Selain menyerukan permintaan maaf dalam putusannya,
Pemerintah Indonesia juga diminta menyidik dan mengadili semua pelanggaran
kemanusiaan yang terjadi dalam kurun waktu tersebut dan memastikan kompensasi
kepada korban dan penyintas.
"Rekomendasi ini mendesak," kata Jacoob, seperti dikutip dari laman tribunal1965.
Ia menyebutkan kejahatan kemanusiaan yang dilakukan
pemerintah Indonesia pada saat itu termasuk pembunuhan brutal terhadap sekitar
400.000 hingga 500.000 orang, memenjarakan sekitar 600.000 orang dengan tidak
manusiawi, kerja paksa di kamp-kamp buruh, penyiksaan, penghilangan dengan
paksa, kekerasan seksual; dan perampasan kewarganegaraan terhadap ratusan ribu
orang, demikian dilaporkan media.
Menurutnya, rekomendasi ini dikeluarkan karena Pemerintah
Indonesia dianggap lalai mencegah munculnya tindakan tidak manusiawi dan tak
menghukum mereka yang terlibat dalam tragedi itu.
Padahal, tambah Jacoob, hasil penelitian telah
menunjukkan serta mengungkapkan bahwa ada rantai komando dari Soeharto di
Jakarta ke jajaran yang lebih rendah di daerah.
"Yang menyasar kalangan komunis dan siapa saja yang terkait, termasuk pendukung Presiden Soekarno dan anggota serta pendukung PNI," ujar Jacoob lagi.

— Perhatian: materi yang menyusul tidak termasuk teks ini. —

use crate::grid::Grid;
use crate::solver::UpdateFn;
use crate::util::*;
use std::marker::PhantomData;
use sync_ptr::SyncMutPtr;

/// Even/odd plane adapters over the double buffer. The even phase reads
/// grid `a` and writes grid `b`; the odd phase reads `b` and writes
/// `a`. Which phase a time plane uses is decided by the parity of `t`,
/// so the roles alternate step by step and the buffers never move.
///
/// Both grids are reachable from every worker task through raw
/// pointers. This is sound because the decomposition guarantees that
/// tasks running concurrently write disjoint cells of a time plane, and
/// a plane only ever writes the grid it does not read.
pub struct PhasePair<'a, T, U, const GRID_DIMENSION: usize> {
    a: SyncMutPtr<Grid<T, GRID_DIMENSION>>,
    b: SyncMutPtr<Grid<T, GRID_DIMENSION>>,
    update: &'a U,
    _grids: PhantomData<&'a mut Grid<T, GRID_DIMENSION>>,
}

impl<'a, T, U, const GRID_DIMENSION: usize> PhasePair<'a, T, U, GRID_DIMENSION>
where
    T: CellValue,
    U: UpdateFn<T, GRID_DIMENSION>,
{
    pub fn new(
        a: &'a mut Grid<T, GRID_DIMENSION>,
        b: &'a mut Grid<T, GRID_DIMENSION>,
        update: &'a U,
    ) -> Self {
        debug_assert_eq!(a.size(), b.size());
        unsafe {
            PhasePair {
                a: SyncMutPtr::new(a),
                b: SyncMutPtr::new(b),
                update,
                _grids: PhantomData,
            }
        }
    }

    /// `b[pos] = update(t, pos, a)`
    pub fn even(&self, pos: &Coord<GRID_DIMENSION>, t: usize) {
        unsafe {
            let read = &*self.a.inner();
            let write = &mut *self.b.inner();
            write.modify(pos, (self.update)(t, pos, read));
        }
    }

    /// `a[pos] = update(t, pos, b)`
    pub fn odd(&self, pos: &Coord<GRID_DIMENSION>, t: usize) {
        unsafe {
            let read = &*self.b.inner();
            let write = &mut *self.a.inner();
            write.modify(pos, (self.update)(t, pos, read));
        }
    }

    /// Dispatch on the parity of `t`.
    pub fn step(&self, pos: &Coord<GRID_DIMENSION>, t: usize) {
        if t & 0x1 == 1 {
            self.odd(pos, t);
        } else {
            self.even(pos, t);
        }
    }
}

#[cfg(test)]
mod unit_tests {
    use super::*;
    use nalgebra::vector;

    #[test]
    fn phase_direction_test() {
        let mut a: Grid<i32, 1> = Grid::new(vector![4], vec![1, 2, 3, 4]);
        let mut b = a.shadow();
        let update =
            |_t: usize, pos: &Coord<1>, read: &Grid<i32, 1>| read.view(pos) + 10;

        {
            let phase = PhasePair::new(&mut a, &mut b, &update);
            phase.even(&vector![0], 0);
            phase.odd(&vector![1], 1);
        }

        // Even wrote a+10 into b, odd wrote b+10 into a.
        assert_eq!(b.view(&vector![0]), 11);
        assert_eq!(a.view(&vector![1]), 12);
    }
}
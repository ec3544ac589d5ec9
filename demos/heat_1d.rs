use zoidal::solver::*;
use zoidal::util::*;
use zoidal::Grid;

use clap::{Parser, ValueEnum};
use nalgebra::vector;

#[derive(Copy, Clone, Debug, ValueEnum)]
enum Strategy {
    SequentialIterative,
    CoarseGrained,
    FineGrained,
    SequentialRecursive,
    ParallelRecursive,
}

#[derive(Parser, Debug)]
#[command(version, about = "1D periodic heat diffusion")]
struct Args {
    #[arg(long, default_value_t = 1000)]
    size: i32,

    #[arg(long, default_value_t = 128)]
    steps: usize,

    #[arg(long, value_enum, default_value = "fine-grained")]
    strategy: Strategy,
}

fn main() {
    let args = Args::parse();

    // Step size t
    let dt: f64 = 1.0;

    // Step size x
    let dx: f64 = 1.0;

    // Heat transfer coefficient
    let k: f64 = 0.5;

    // Fill in with IC values (use normal dist for spike in the middle)
    let mut grid: Grid<f64, 1> = Grid::zeros(vector![args.size]);
    let n_f = args.size as f64;
    let sigma_sq: f64 = (n_f / 25.0) * (n_f / 25.0);
    grid.par_set_values(
        |c| {
            let x = c[0] as f64 - n_f / 2.0;
            (-x * x / (2.0 * sigma_sq)).exp()
        },
        100,
    );
    let initial_total: f64 = grid.buffer().iter().sum();

    let update = move |_t: usize, pos: &Coord<1>, read: &Grid<f64, 1>| {
        let size = read.size()[0];
        let left = read.view(&vector![(pos[0] + size - 1) % size]);
        let middle = read.view(pos);
        let right = read.view(&vector![(pos[0] + 1) % size]);
        middle + (k * dt / (dx * dx)) * (left - 2.0 * middle + right)
    };

    let steps = args.steps;
    let handle = match args.strategy {
        Strategy::SequentialIterative => {
            stencil::<SequentialIterative, _, _, 1>(grid, steps, update)
        }
        Strategy::CoarseGrained => {
            stencil::<CoarseGrainedIterative, _, _, 1>(grid, steps, update)
        }
        Strategy::FineGrained => {
            stencil::<FineGrainedIterative, _, _, 1>(grid, steps, update)
        }
        Strategy::SequentialRecursive => {
            stencil::<SequentialRecursive, _, _, 1>(grid, steps, update)
        }
        Strategy::ParallelRecursive => {
            stencil::<ParallelRecursive, _, _, 1>(grid, steps, update)
        }
    };
    let grid = handle.wait();

    let total: f64 = grid.buffer().iter().sum();
    let peak = grid
        .buffer()
        .iter()
        .cloned()
        .fold(f64::NEG_INFINITY, f64::max);
    println!("strategy:   {:?}", args.strategy);
    println!("cells:      {}", grid.len());
    println!("steps:      {}", steps);
    println!("total heat: {:.9} (initial {:.9})", total, initial_total);
    println!("peak:       {:.9}", peak);
}
//! Per-step double-buffer drivers: one sequential, one barrier-parallel.

use crate::grid::Grid;
use crate::solver::UpdateFn;
use crate::util::indexing::*;
use crate::util::*;
use rayon::prelude::*;

/// Cells handed to one worker task by the chunked parallel drivers.
pub(crate) fn chunk_size_for(len: usize) -> usize {
    (len / (4 * rayon::current_num_threads())).max(1)
}

fn step_sequential<T, U, const GRID_DIMENSION: usize>(
    t: usize,
    update: &U,
    input: &Grid<T, GRID_DIMENSION>,
    output: &mut Grid<T, GRID_DIMENSION>,
) where
    T: CellValue,
    U: UpdateFn<T, GRID_DIMENSION>,
{
    let size = *input.size();
    for (i, value) in output.buffer_mut().iter_mut().enumerate() {
        let pos = linear_to_coord(i, &size);
        *value = update(t, &pos, input);
    }
}

fn step_parallel<T, U, const GRID_DIMENSION: usize>(
    t: usize,
    update: &U,
    input: &Grid<T, GRID_DIMENSION>,
    output: &mut Grid<T, GRID_DIMENSION>,
    chunk_size: usize,
) where
    T: CellValue,
    U: UpdateFn<T, GRID_DIMENSION>,
{
    let size = *input.size();
    output
        .buffer_mut()
        .par_chunks_mut(chunk_size)
        .enumerate()
        .for_each(|(chunk_index, chunk): (usize, &mut [T])| {
            let offset = chunk_index * chunk_size;
            for (i, value) in chunk.iter_mut().enumerate() {
                let pos = linear_to_coord(offset + i, &size);
                *value = update(t, &pos, input);
            }
        });
}

/// Single-threaded reference driver: one full pass per time step,
/// alternating read and write grids by step parity.
pub fn solve_sequential<T, U, const GRID_DIMENSION: usize>(
    a: &mut Grid<T, GRID_DIMENSION>,
    steps: usize,
    update: &U,
) where
    T: CellValue,
    U: UpdateFn<T, GRID_DIMENSION>,
{
    if steps == 0 {
        return;
    }
    let mut b = a.shadow();

    for t in 0..steps {
        if t & 0x1 == 0 {
            step_sequential(t, update, a, &mut b);
        } else {
            step_sequential(t, update, &b, a);
        }
    }

    if steps % 2 == 1 {
        a.swap_contents(&mut b);
    }
}

/// Parallel-for over cells with a full barrier between steps; the
/// barrier is the join of the chunked parallel pass.
pub fn solve_coarse_grained<T, U, const GRID_DIMENSION: usize>(
    a: &mut Grid<T, GRID_DIMENSION>,
    steps: usize,
    update: &U,
) where
    T: CellValue,
    U: UpdateFn<T, GRID_DIMENSION>,
{
    if steps == 0 {
        return;
    }
    let chunk_size = chunk_size_for(a.len());
    let mut b = a.shadow();

    for t in 0..steps {
        if t & 0x1 == 0 {
            step_parallel(t, update, a, &mut b, chunk_size);
        } else {
            step_parallel(t, update, &b, a, chunk_size);
        }
    }

    if steps % 2 == 1 {
        a.swap_contents(&mut b);
    }
}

IPT 1965 yang beranggotakan warga Indonesia yang berada
di pengasingan, aktivis HAM, organisasi korban 1965 dan peneliti itu, secara
resmi berdiri pada tahun 2014.
Putusan pelanggaran HAM berat oleh Sidang Rakyat seperti
yang dialamatkan pada Pemerintah Indonesia bukanlah yang pertama sepanjang
sejarah.
Yugoslavia pernah didakwa melakukan kejahatan kemanusiaan
berat dalam kurun 1991-2001. Setidaknya 140 ribu orang tewas dalam konflik
antar-etnis mematikan, yang disebut terburuk sejak Perang Dunia II.